When you write the records again, keep every line exactly as it was.

[Opening Extracted information section]

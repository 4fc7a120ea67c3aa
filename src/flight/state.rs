//! Coordinator state machine
//!
//! A coordinator is either `Idle` or `Running`. Every transition is a single
//! method on [`FlightState`], called with the coordinator's lock held and never
//! across an `.await`.

use std::collections::VecDeque;

use serde::Serialize;
use tokio::sync::oneshot;

/// Whether a producer invocation is outstanding.
#[derive(Debug, Clone, Copy, PartialEq, Eq, Serialize)]
#[serde(rename_all = "snake_case")]
pub enum Phase {
    Idle,
    Running,
}

/// How the most recently completed invocation ended.
#[derive(Debug, Clone, Copy, PartialEq, Eq, Serialize)]
#[serde(rename_all = "snake_case")]
pub enum OutcomeKind {
    Success,
    Failure,
}

impl OutcomeKind {
    pub fn of<T, E>(result: &Result<T, E>) -> Self {
        match result {
            Ok(_) => Self::Success,
            Err(_) => Self::Failure,
        }
    }
}

/// A caller parked behind the in-flight invocation.
pub(crate) struct Waiter<T, E> {
    /// Arrival number, increasing across the coordinator's lifetime.
    pub ticket: u64,
    /// Single-use release handle carrying the settled outcome.
    pub release: oneshot::Sender<Result<T, E>>,
}

pub(crate) struct FlightState<T, E> {
    phase: Phase,
    cycle: u64,
    next_ticket: u64,
    initialized: bool,
    last_success: Option<T>,
    last_failure: Option<E>,
    last_outcome: Option<OutcomeKind>,
    waiters: VecDeque<Waiter<T, E>>,
}

impl<T, E> FlightState<T, E> {
    pub fn new() -> Self {
        Self {
            phase: Phase::Idle,
            cycle: 0,
            next_ticket: 0,
            initialized: false,
            last_success: None,
            last_failure: None,
            last_outcome: None,
            waiters: VecDeque::new(),
        }
    }

    pub fn phase(&self) -> Phase {
        self.phase
    }

    pub fn cycle(&self) -> u64 {
        self.cycle
    }

    pub fn is_initialized(&self) -> bool {
        self.initialized
    }

    pub fn last_outcome(&self) -> Option<OutcomeKind> {
        self.last_outcome
    }

    pub fn waiting(&self) -> usize {
        self.waiters.len()
    }

    /// The cached success value, when `once` allows skipping the producer.
    pub fn cached(&self, once: bool) -> Option<&T> {
        if once && self.initialized {
            self.last_success.as_ref()
        } else {
            None
        }
    }

    /// Idle -> Running. Clears the previous outcome and returns the new cycle number.
    pub fn begin(&mut self) -> u64 {
        debug_assert_eq!(self.phase, Phase::Idle);
        self.phase = Phase::Running;
        self.cycle += 1;
        self.last_success = None;
        self.last_failure = None;
        self.last_outcome = None;
        self.cycle
    }

    /// Running -> Running. Queues a waiter and returns its ticket and release receiver.
    pub fn enqueue(&mut self) -> (u64, oneshot::Receiver<Result<T, E>>) {
        debug_assert_eq!(self.phase, Phase::Running);
        let (release, parked) = oneshot::channel();
        self.next_ticket += 1;
        let ticket = self.next_ticket;
        self.waiters.push_back(Waiter { ticket, release });
        (ticket, parked)
    }

    /// Running -> Idle after the producer settled. Returns the waiters in arrival order.
    pub fn settle(&mut self, result: &Result<T, E>) -> VecDeque<Waiter<T, E>>
    where
        T: Clone,
        E: Clone,
    {
        match result {
            Ok(value) => {
                self.last_success = Some(value.clone());
                self.initialized = true;
            }
            Err(error) => {
                self.last_failure = Some(error.clone());
            }
        }
        self.last_outcome = Some(OutcomeKind::of(result));
        self.phase = Phase::Idle;
        std::mem::take(&mut self.waiters)
    }

    /// Running -> Idle without an outcome, when the trigger was dropped.
    pub fn abandon(&mut self) -> VecDeque<Waiter<T, E>> {
        self.phase = Phase::Idle;
        std::mem::take(&mut self.waiters)
    }

    /// The outcome slot as a result, if the last cycle settled.
    pub fn outcome(&self) -> Option<Result<T, E>>
    where
        T: Clone,
        E: Clone,
    {
        match self.last_outcome? {
            OutcomeKind::Success => self.last_success.clone().map(Ok),
            OutcomeKind::Failure => self.last_failure.clone().map(Err),
        }
    }
}
//! singleflight - call coalescing for async producers
//!
//! Wraps an expensive asynchronous operation so that concurrent callers share
//! a single in-flight execution and all observe its outcome.
//!
//! ```no_run
//! use singleflight::SingleFlight;
//!
//! # async fn demo() {
//! let flight: SingleFlight<(), String, String> =
//!     SingleFlight::new(|_: ()| async { Ok::<_, String>("token".to_string()) });
//! let (a, b) = tokio::join!(flight.handle(()), flight.handle(()));
//! assert_eq!(a, b);
//! # }
//! ```

pub mod demo;
pub mod error;
pub mod flight;

pub use error::{FlightError, Result};
pub use flight::{FlightEvent, FlightOptions, FlightStats, OutcomeKind, Phase, Producer, SingleFlight};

[Closing Extracted information section]

### Solution for this exercise
repository 4fc7a120ea67c3aa
filename src/flight/state.rs
//! Coordinator state machine
//!
//! A coordinator is either `Idle` or `Running`. Every transition is a single
//! method on [`FlightState`], called with the coordinator's lock held and never
//! across an `.await`.

use std::collections::VecDeque;

use serde::Serialize;
use tokio::sync::oneshot;

/// Whether a producer invocation is outstanding.
#[derive(Debug, Clone, Copy, PartialEq, Eq, Serialize)]
#[serde(rename_all = "snake_case")]
pub enum Phase {
    Idle,
    Running,
}

/// How the most recently completed invocation ended.
#[derive(Debug, Clone, Copy, PartialEq, Eq, Serialize)]
#[serde(rename_all = "snake_case")]
pub enum OutcomeKind {
    Success,
    Failure,
}

impl OutcomeKind {
    pub fn of<T, E>(result: &Result<T, E>) -> Self {
        match result {
            Ok(_) => Self::Success,
            Err(_) => Self::Failure,
        }
    }
}

/// A caller parked behind the in-flight invocation.
pub(crate) struct Waiter<T, E> {
    /// Arrival number, increasing across the coordinator's lifetime.
    pub ticket: u64,
    /// Single-use release handle carrying the settled outcome.
    pub release: oneshot::Sender<Result<T, E>>,
}

pub(crate) struct FlightState<T, E> {
    phase: Phase,
    cycle: u64,
    next_ticket: u64,
    initialized: bool,
    last_success: Option<T>,
    last_failure: Option<E>,
    last_outcome: Option<OutcomeKind>,
    waiters: VecDeque<Waiter<T, E>>,
}

impl<T, E> FlightState<T, E> {
    pub fn new() -> Self {
        Self {
            phase: Phase::Idle,
            cycle: 0,
            next_ticket: 0,
            initialized: false,
            last_success: None,
            last_failure: None,
            last_outcome: None,
            waiters: VecDeque::new(),
        }
    }

    pub fn phase(&self) -> Phase {
        self.phase
    }

    pub fn cycle(&self) -> u64 {
        self.cycle
    }

    pub fn is_initialized(&self) -> bool {
        self.initialized
    }

    pub fn last_outcome(&self) -> Option<OutcomeKind> {
        self.last_outcome
    }

    pub fn waiting(&self) -> usize {
        self.waiters.len()
    }

    /// The cached success value, when `once` allows skipping the producer.
    pub fn cached(&self, once: bool) -> Option<&T> {
        if once && self.initialized {
            self.last_success.as_ref()
        } else {
            None
        }
    }

    /// Idle -> Running. Clears the previous outcome and returns the new cycle number.
    pub fn begin(&mut self) -> u64 {
        debug_assert_eq!(self.phase, Phase::Idle);
        self.phase = Phase::Running;
        self.cycle += 1;
        self.last_success = None;
        self.last_failure = None;
        self.last_outcome = None;
        self.cycle
    }

    /// Running -> Running. Queues a waiter and returns its ticket and release receiver.
    pub fn enqueue(&mut self) -> (u64, oneshot::Receiver<Result<T, E>>) {
        debug_assert_eq!(self.phase, Phase::Running);
        let (release, parked) = oneshot::channel();
        self.next_ticket += 1;
        let ticket = self.next_ticket;
        self.waiters.push_back(Waiter { ticket, release });
        (ticket, parked)
    }

    /// Running -> Idle after the producer settled. Returns the waiters in arrival order.
    pub fn settle(&mut self, result: &Result<T, E>) -> VecDeque<Waiter<T, E>>
    where
        T: Clone,
        E: Clone,
    {
        match result {
            Ok(value) => {
                self.last_success = Some(value.clone());
                self.initialized = true;
            }
            Err(error) => {
                self.last_failure = Some(error.clone());
            }
        }
        self.last_outcome = Some(OutcomeKind::of(result));
        self.phase = Phase::Idle;
        std::mem::take(&mut self.waiters)
    }

    /// Running -> Idle without an outcome, when the trigger was dropped.
    pub fn abandon(&mut self) -> VecDeque<Waiter<T, E>> {
        self.phase = Phase::Idle;
        std::mem::take(&mut self.waiters)
    }

    /// The outcome slot as a result, if the last cycle settled.
    pub fn outcome(&self) -> Option<Result<T, E>>
    where
        T: Clone,
        E: Clone,
    {
        match self.last_outcome? {
            OutcomeKind::Success => self.last_success.clone().map(Ok),
            OutcomeKind::Failure => self.last_failure.clone().map(Err),
        }
    }
}
//! singleflight - call coalescing for async producers
//!
//! Wraps an expensive asynchronous operation so that concurrent callers share
//! a single in-flight execution and all observe its outcome.
//!
//! ```no_run
//! use singleflight::SingleFlight;
//!
//! # async fn demo() {
//! let flight: SingleFlight<(), String, String> =
//!     SingleFlight::new(|_: ()| async { Ok::<_, String>("token".to_string()) });
//! let (a, b) = tokio::join!(flight.handle(()), flight.handle(()));
//! assert_eq!(a, b);
//! # }
//! ```

pub mod demo;
pub mod error;
pub mod flight;

pub use error::{FlightError, Result};
pub use flight::{FlightEvent, FlightOptions, FlightStats, OutcomeKind, Phase, Producer, SingleFlight};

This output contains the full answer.